─── Given data

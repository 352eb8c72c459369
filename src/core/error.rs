//! Error types for configuration and content loading
//!
//! The per-frame effect itself never fails; only the ambient loaders do.

use std::path::PathBuf;
use thiserror::Error;

/// Errors raised while loading configuration or portfolio content
#[derive(Error, Debug)]
pub enum Error {
    /// Config file could not be read
    #[error("failed to read {}: {source}", path.display())]
    Io {
        path: PathBuf,
        #[source]
        source: std::io::Error,
    },

    /// Malformed JSON
    #[error("invalid JSON: {0}")]
    Json(#[from] serde_json::Error),

    /// A config value outside its accepted range
    #[error("invalid config `{field}`: {reason}")]
    InvalidConfig {
        field: &'static str,
        reason: String,
    },
}

pub type Result<T> = std::result::Result<T, Error>;

impl Error {
    pub(crate) fn invalid(field: &'static str, reason: impl Into<String>) -> Self {
        Error::InvalidConfig {
            field,
            reason: reason.into(),
        }
    }
}
//! Fixed navigation bar

use eframe::egui;

use super::StarfolioApp;
use crate::theme::colors;

impl StarfolioApp {
    pub(crate) fn render_nav(&mut self, ui: &mut egui::Ui) {
        ui.horizontal(|ui| {
            ui.label(
                egui::RichText::new(&self.portfolio.name)
                    .color(colors::CYAN)
                    .strong(),
            );

            ui.with_layout(egui::Layout::right_to_left(egui::Align::Center), |ui| {
                // right_to_left: iterate in reverse so the bar reads in page order
                for item in self.portfolio.nav.iter().rev() {
                    let button = egui::Button::new(
                        egui::RichText::new(&item.label).color(colors::TEXT_PRIMARY),
                    )
                    .frame(false);
                    if ui.add(button).clicked() {
                        self.scroll_target = Some(item.id);
                    }
                }
            });
        });
    }
}
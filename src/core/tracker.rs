//! Pointer proximity tracking
//!
//! Brute-force scan of the point field for a point within the activation
//! radius. Fields are tens of points and the scan runs once per frame.

use glam::Vec3;
use serde::{Deserialize, Serialize};

use super::field::{Point, PointField, PointId};

/// Which point wins when several are within the radius
#[derive(Clone, Copy, Debug, Default, PartialEq, Eq, Serialize, Deserialize)]
#[serde(rename_all = "snake_case")]
pub enum Selection {
    /// First in scan order. Not necessarily the closest.
    #[default]
    FirstMatch,
    /// Last in scan order: later matches overwrite earlier ones
    LastMatch,
    /// Closest point; ties go to scan order
    Nearest,
}

/// Result of one proximity update
#[derive(Clone, Copy, Debug, PartialEq)]
pub struct Activation {
    /// Index into the point field
    pub index: usize,
    pub id: PointId,
    /// Set when the previous activation was a different point
    pub previous: Option<(PointId, Vec3)>,
}

/// Tracks the last point the pointer came within `radius` of
#[derive(Clone, Debug)]
pub struct ProximityTracker {
    radius: f32,
    selection: Selection,
    last_active: Option<usize>,
}

impl ProximityTracker {
    pub fn new(radius: f32, selection: Selection) -> Self {
        Self {
            radius,
            selection,
            last_active: None,
        }
    }

    pub fn radius(&self) -> f32 {
        self.radius
    }

    pub fn selection(&self) -> Selection {
        self.selection
    }

    /// Index of the last activated point, if any
    pub fn last_active(&self) -> Option<usize> {
        self.last_active
    }

    /// Find the point the pointer activates, without changing state
    pub fn find(&self, field: &PointField, pointer: Vec3) -> Option<usize> {
        let mut in_radius = field
            .points()
            .iter()
            .enumerate()
            .map(|(i, p)| (i, pointer.distance(p.position)))
            .filter(|&(_, d)| d < self.radius);

        match self.selection {
            Selection::FirstMatch => in_radius.next().map(|(i, _)| i),
            Selection::LastMatch => in_radius.last().map(|(i, _)| i),
            Selection::Nearest => in_radius
                .fold(None, |best: Option<(usize, f32)>, (i, d)| match best {
                    Some((_, best_d)) if best_d <= d => best,
                    _ => Some((i, d)),
                })
                .map(|(i, _)| i),
        }
    }

    /// Scan for an activated point and update the last-active slot.
    /// With nothing in range the slot is left untouched.
    pub fn update(&mut self, field: &PointField, pointer: Vec3) -> Option<Activation> {
        let index = self.find(field, pointer)?;
        let current: &Point = field.get(index)?;

        let previous = self
            .last_active
            .and_then(|last| field.get(last))
            .filter(|last| last.id != current.id)
            .map(|last| (last.id, last.position));

        self.last_active = Some(index);
        Some(Activation {
            index,
            id: current.id,
            previous,
        })
    }

    /// Forget the last activation
    pub fn reset(&mut self) {
        self.last_active = None;
    }
}

#[cfg(test)]
mod tests {
    use super::*;
    use rand::rngs::StdRng;
    use rand::SeedableRng;

    /// Three points on the x axis: 0.0, 1.0, 5.0
    fn field() -> PointField {
        let mut rng = StdRng::seed_from_u64(11);
        PointField::from_positions(
            [Vec3::new(0.0, 0.0, 0.0), Vec3::new(1.0, 0.0, 0.0), Vec3::new(5.0, 0.0, 0.0)],
            &mut rng,
        )
    }

    #[test]
    fn test_first_match_is_scan_order() {
        let tracker = ProximityTracker::new(1.5, Selection::FirstMatch);
        // 0.9 is closer to point 1 but point 0 is first in range
        assert_eq!(tracker.find(&field(), Vec3::new(0.9, 0.0, 0.0)), Some(0));
    }

    #[test]
    fn test_last_match() {
        let tracker = ProximityTracker::new(1.5, Selection::LastMatch);
        assert_eq!(tracker.find(&field(), Vec3::new(0.1, 0.0, 0.0)), Some(1));
    }

    #[test]
    fn test_nearest() {
        let tracker = ProximityTracker::new(1.5, Selection::Nearest);
        assert_eq!(tracker.find(&field(), Vec3::new(0.9, 0.0, 0.0)), Some(1));
        assert_eq!(tracker.find(&field(), Vec3::new(0.1, 0.0, 0.0)), Some(0));
        // Equidistant: scan order wins
        assert_eq!(tracker.find(&field(), Vec3::new(0.5, 0.0, 0.0)), Some(0));
    }

    #[test]
    fn test_radius_is_strict() {
        let tracker = ProximityTracker::new(1.5, Selection::FirstMatch);
        assert_eq!(tracker.find(&field(), Vec3::new(3.5, 0.0, 0.0)), None);
        assert_eq!(tracker.find(&field(), Vec3::new(3.6, 0.0, 0.0)), Some(2));
    }

    #[test]
    fn test_out_of_range_keeps_last_active() {
        let field = field();
        let mut tracker = ProximityTracker::new(1.5, Selection::FirstMatch);
        tracker.update(&field, Vec3::new(5.0, 0.0, 0.0));
        assert_eq!(tracker.last_active(), Some(2));
        assert!(tracker.update(&field, Vec3::new(50.0, 50.0, 0.0)).is_none());
        assert_eq!(tracker.last_active(), Some(2));
    }

    #[test]
    fn test_previous_only_on_change() {
        let field = field();
        let mut tracker = ProximityTracker::new(1.5, Selection::FirstMatch);

        let first = tracker.update(&field, Vec3::new(5.0, 0.0, 0.0)).unwrap();
        assert!(first.previous.is_none());

        let same = tracker.update(&field, Vec3::new(5.2, 0.0, 0.0)).unwrap();
        assert!(same.previous.is_none());

        let moved = tracker.update(&field, Vec3::new(-0.5, 0.0, 0.0)).unwrap();
        assert_eq!(moved.index, 0);
        let (prev_id, prev_pos) = moved.previous.unwrap();
        assert_eq!(prev_id, field.points()[2].id);
        assert_eq!(prev_pos, Vec3::new(5.0, 0.0, 0.0));
    }

    #[test]
    fn test_selection_serde_names() {
        let s: Selection = serde_json::from_str(r#""last_match""#).unwrap();
        assert_eq!(s, Selection::LastMatch);
        assert_eq!(serde_json::to_string(&Selection::FirstMatch).unwrap(), r#""first_match""#);
    }
}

──────

▶ _Work instructions_:
In the records above, find the line with "its accepted range"; write out exactly that line and each one after it, stopping after the line with "pub(crate) fn invalid(field: &'static".

▶ _Problem solution_:
    /// A config value outside its accepted range
    #[error("invalid config `{field}`: {reason}")]
    InvalidConfig {
        field: &'static str,
        reason: String,
    },
}

pub type Result<T> = std::result::Result<T, Error>;

impl Error {
    pub(crate) fn invalid(field: &'static str, reason: impl Into<String>) -> Self {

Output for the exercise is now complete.